Sprayed lightened Russian Topside Green, then remasked and sprayed lightened Russian Earth Brown.

By this time I’m starting to notice a lot of little stuff that really makes this kit want to be the La-7 that it is and not an La-5! Take a look: no starter dog, cowl seams are different, metal panel behind exhausts is different, the cooling flaps over the exhausts are different, some louvers are also missing here, a couple of small cockpit vents are absent from below the windscreen, Has extra small vents below the cockpit on the fuselage sides, different panel lines below the cockpit, wing root fillet is subtly but completely different, the wing root air intakes (4 of them) don’t belong on an La-5, and the gun ports are very slightly different.

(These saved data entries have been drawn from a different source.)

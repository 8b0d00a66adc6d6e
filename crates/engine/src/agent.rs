// SPDX-License-Identifier: BUSL-1.1
// Copyright (c) 2026 Alfred Jean LLC

//! HTTP client for the in-guest agent.
//!
//! The agent is a small HTTP listener inside every analysis VM (TCP 8000
//! by default) that accepts file uploads and process execution commands.
//! The payloads themselves are external; this client only drives the two
//! endpoints the detonation sequence needs.

use cuckoo_core::{ErrorKind, Fault, Machine};
use std::time::Duration;
use thiserror::Error;
use tracing::debug;

/// Per-request timeout against the guest agent.
const AGENT_TIMEOUT: Duration = Duration::from_secs(30);

#[derive(Debug, Error)]
pub enum AgentError {
    #[error("agent at {url} not reachable: {message}")]
    Unreachable { url: String, message: String },
    #[error("agent at {url} answered {status}")]
    BadStatus { url: String, status: u16 },
}

impl AgentError {
    pub fn to_fault(&self) -> Fault {
        Fault::new(ErrorKind::AgentUnreachable, self.to_string())
    }
}

/// Thin reqwest wrapper for `/store` and `/execute`.
#[derive(Debug, Clone)]
pub struct AgentClient {
    http: reqwest::Client,
}

impl AgentClient {
    pub fn new() -> Self {
        Self {
            http: reqwest::Client::builder()
                .timeout(AGENT_TIMEOUT)
                .connect_timeout(Duration::from_secs(10))
                .build()
                .unwrap_or_default(),
        }
    }

    fn url(machine: &Machine, endpoint: &str) -> String {
        format!("http://{}:{}/{endpoint}", machine.ip, machine.agent_port)
    }

    /// Upload a file into the guest at the given path.
    pub async fn store(
        &self,
        machine: &Machine,
        filepath: &str,
        bytes: Vec<u8>,
    ) -> Result<(), AgentError> {
        let url = Self::url(machine, "store");
        debug!(machine = %machine.name, filepath, bytes = bytes.len(), "agent store");
        let response = self
            .http
            .post(&url)
            .query(&[("filepath", filepath)])
            .body(bytes)
            .send()
            .await
            .map_err(|e| AgentError::Unreachable {
                url: url.clone(),
                message: e.to_string(),
            })?;
        if !response.status().is_success() {
            return Err(AgentError::BadStatus {
                url,
                status: response.status().as_u16(),
            });
        }
        Ok(())
    }

    /// Execute a command inside the guest.
    pub async fn execute(&self, machine: &Machine, command: &str) -> Result<(), AgentError> {
        let url = Self::url(machine, "execute");
        debug!(machine = %machine.name, command, "agent execute");
        let response = self
            .http
            .post(&url)
            .json(&serde_json::json!({ "command": command }))
            .send()
            .await
            .map_err(|e| AgentError::Unreachable {
                url: url.clone(),
                message: e.to_string(),
            })?;
        if !response.status().is_success() {
            return Err(AgentError::BadStatus {
                url,
                status: response.status().as_u16(),
            });
        }
        Ok(())
    }

    /// Probe the agent without side effects.
    pub async fn ping(&self, machine: &Machine) -> Result<(), AgentError> {
        let url = Self::url(machine, "");
        self.http
            .get(&url)
            .send()
            .await
            .map_err(|e| AgentError::Unreachable {
                url,
                message: e.to_string(),
            })?;
        Ok(())
    }
}

impl Default for AgentClient {
    fn default() -> Self {
        Self::new()
    }
}

#[cfg(test)]
#[path = "agent_tests.rs"]
mod tests;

The wing root air intakes and the detail differences on the fuselage sides stood out the most. The kit also lacked navigation lights on the wing tips. I wish I had noticed the 4 air intakes before it was half painted! Oh, well. The metal panel behind the exhaust ports got me, I masked to the first panel line when I sprayed the natural metal panels there, should have gone to the second panel line. La-7s have a two-piece item there; the La-5 has a one-piece panel. It’s still an La-7!

By now I’m wishing that I’d just bought Hobbycraft’s La-7 instead of their La-5. Either that or toss the reference books and live in blissful ignorance. I’m not into major overhauls, and too much of this was a surprise after the fact. Maybe I should have studied the refs more ahead of time.